■ Task brief
Copy out all of the records, exactly as they appear.

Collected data
══════════════════════════════

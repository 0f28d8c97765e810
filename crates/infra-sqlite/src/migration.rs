// Migration Runner

use crate::error::map_sqlx_error;
use enrollment_core::error::Result;
use sqlx::SqlitePool;
use tracing::info;

const MIGRATIONS: &[(i64, &str, &str)] = &[
    (
        1,
        "Enrollment schema",
        include_str!("../migrations/001_enrollment_schema.sql"),
    ),
    (
        2,
        "Enrollment job queue",
        include_str!("../migrations/002_enrollment_jobs.sql"),
    ),
];

/// Run database migrations
pub async fn run_migrations(pool: &SqlitePool) -> Result<()> {
    info!("Running database migrations...");

    // Check if schema_version table exists
    let table_exists: i64 = sqlx::query_scalar(
        "SELECT COUNT(*) FROM sqlite_master WHERE type='table' AND name='schema_version'",
    )
    .fetch_one(pool)
    .await
    .map_err(map_sqlx_error)?;

    let current_version: i64 = if table_exists > 0 {
        sqlx::query_scalar::<_, Option<i64>>("SELECT MAX(version) FROM schema_version")
            .fetch_one(pool)
            .await
            .map_err(map_sqlx_error)?
            .unwrap_or(0)
    } else {
        0
    };

    info!(current_version, "Current schema version");

    for (version, name, sql) in MIGRATIONS {
        if current_version < *version {
            info!(version, name, "Applying migration");
            apply_migration(pool, sql).await?;
        }
    }

    info!("All migrations applied successfully");
    Ok(())
}

/// Apply a single migration file in its own transaction
///
/// `raw_sql` lets SQLite split statements itself, so trigger bodies with
/// inner semicolons survive.
async fn apply_migration(pool: &SqlitePool, sql: &str) -> Result<()> {
    let mut tx = pool.begin().await.map_err(map_sqlx_error)?;
    sqlx::raw_sql(sql)
        .execute(&mut *tx)
        .await
        .map_err(map_sqlx_error)?;
    tx.commit().await.map_err(map_sqlx_error)?;
    Ok(())
}

#[cfg(test)]
mod tests {
    use super::*;
    use crate::create_pool;

    #[tokio::test]
    async fn test_run_migrations() {
        let pool = create_pool("sqlite::memory:").await.unwrap();
        run_migrations(&pool).await.unwrap();

        for table in ["courses", "enrollments", "audit_log", "enrollment_jobs"] {
            let count: i64 = sqlx::query_scalar(&format!("SELECT COUNT(*) FROM {}", table))
                .fetch_one(&pool)
                .await
                .unwrap();
            assert_eq!(count, 0, "table {}", table);
        }
    }

    #[tokio::test]
    async fn test_migrations_are_idempotent() {
        let pool = create_pool("sqlite::memory:").await.unwrap();
        run_migrations(&pool).await.unwrap();
        run_migrations(&pool).await.unwrap();

        let version: i64 = sqlx::query_scalar("SELECT MAX(version) FROM schema_version")
            .fetch_one(&pool)
            .await
            .unwrap();
        assert_eq!(version, 2);
    }

    #[tokio::test]
    async fn test_audit_log_is_append_only() {
        let pool = create_pool("sqlite::memory:").await.unwrap();
        run_migrations(&pool).await.unwrap();

        sqlx::query(
            "INSERT INTO audit_log (actor, action, entity_type, entity_id, changes, created_at) \
             VALUES ('1', 'ENROLL', 'enrollment', 1, '{}', 0)",
        )
        .execute(&pool)
        .await
        .unwrap();

        assert!(sqlx::query("UPDATE audit_log SET actor = 'x'")
            .execute(&pool)
            .await
            .is_err());
        assert!(sqlx::query("DELETE FROM audit_log")
            .execute(&pool)
            .await
            .is_err());
    }
}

══════════════════════════════

■ Result for this exercise
repository 0f28d8c97765e810
filename crates/infra-sqlite/src/migration.rs
// Migration Runner

use crate::error::map_sqlx_error;
use enrollment_core::error::Result;
use sqlx::SqlitePool;
use tracing::info;

const MIGRATIONS: &[(i64, &str, &str)] = &[
    (
        1,
        "Enrollment schema",
        include_str!("../migrations/001_enrollment_schema.sql"),
    ),
    (
        2,
        "Enrollment job queue",
        include_str!("../migrations/002_enrollment_jobs.sql"),
    ),
];

/// Run database migrations
pub async fn run_migrations(pool: &SqlitePool) -> Result<()> {
    info!("Running database migrations...");

    // Check if schema_version table exists
    let table_exists: i64 = sqlx::query_scalar(
        "SELECT COUNT(*) FROM sqlite_master WHERE type='table' AND name='schema_version'",
    )
    .fetch_one(pool)
    .await
    .map_err(map_sqlx_error)?;

    let current_version: i64 = if table_exists > 0 {
        sqlx::query_scalar::<_, Option<i64>>("SELECT MAX(version) FROM schema_version")
            .fetch_one(pool)
            .await
            .map_err(map_sqlx_error)?
            .unwrap_or(0)
    } else {
        0
    };

    info!(current_version, "Current schema version");

    for (version, name, sql) in MIGRATIONS {
        if current_version < *version {
            info!(version, name, "Applying migration");
            apply_migration(pool, sql).await?;
        }
    }

    info!("All migrations applied successfully");
    Ok(())
}

/// Apply a single migration file in its own transaction
///
/// `raw_sql` lets SQLite split statements itself, so trigger bodies with
/// inner semicolons survive.
async fn apply_migration(pool: &SqlitePool, sql: &str) -> Result<()> {
    let mut tx = pool.begin().await.map_err(map_sqlx_error)?;
    sqlx::raw_sql(sql)
        .execute(&mut *tx)
        .await
        .map_err(map_sqlx_error)?;
    tx.commit().await.map_err(map_sqlx_error)?;
    Ok(())
}

#[cfg(test)]
mod tests {
    use super::*;
    use crate::create_pool;

    #[tokio::test]
    async fn test_run_migrations() {
        let pool = create_pool("sqlite::memory:").await.unwrap();
        run_migrations(&pool).await.unwrap();

        for table in ["courses", "enrollments", "audit_log", "enrollment_jobs"] {
            let count: i64 = sqlx::query_scalar(&format!("SELECT COUNT(*) FROM {}", table))
                .fetch_one(&pool)
                .await
                .unwrap();
            assert_eq!(count, 0, "table {}", table);
        }
    }

    #[tokio::test]
    async fn test_migrations_are_idempotent() {
        let pool = create_pool("sqlite::memory:").await.unwrap();
        run_migrations(&pool).await.unwrap();
        run_migrations(&pool).await.unwrap();

        let version: i64 = sqlx::query_scalar("SELECT MAX(version) FROM schema_version")
            .fetch_one(&pool)
            .await
            .unwrap();
        assert_eq!(version, 2);
    }

    #[tokio::test]
    async fn test_audit_log_is_append_only() {
        let pool = create_pool("sqlite::memory:").await.unwrap();
        run_migrations(&pool).await.unwrap();

        sqlx::query(
            "INSERT INTO audit_log (actor, action, entity_type, entity_id, changes, created_at) \
             VALUES ('1', 'ENROLL', 'enrollment', 1, '{}', 0)",
        )
        .execute(&pool)
        .await
        .unwrap();

        assert!(sqlx::query("UPDATE audit_log SET actor = 'x'")
            .execute(&pool)
            .await
            .is_err());
        assert!(sqlx::query("DELETE FROM audit_log")
            .execute(&pool)
            .await
            .is_err());
    }
}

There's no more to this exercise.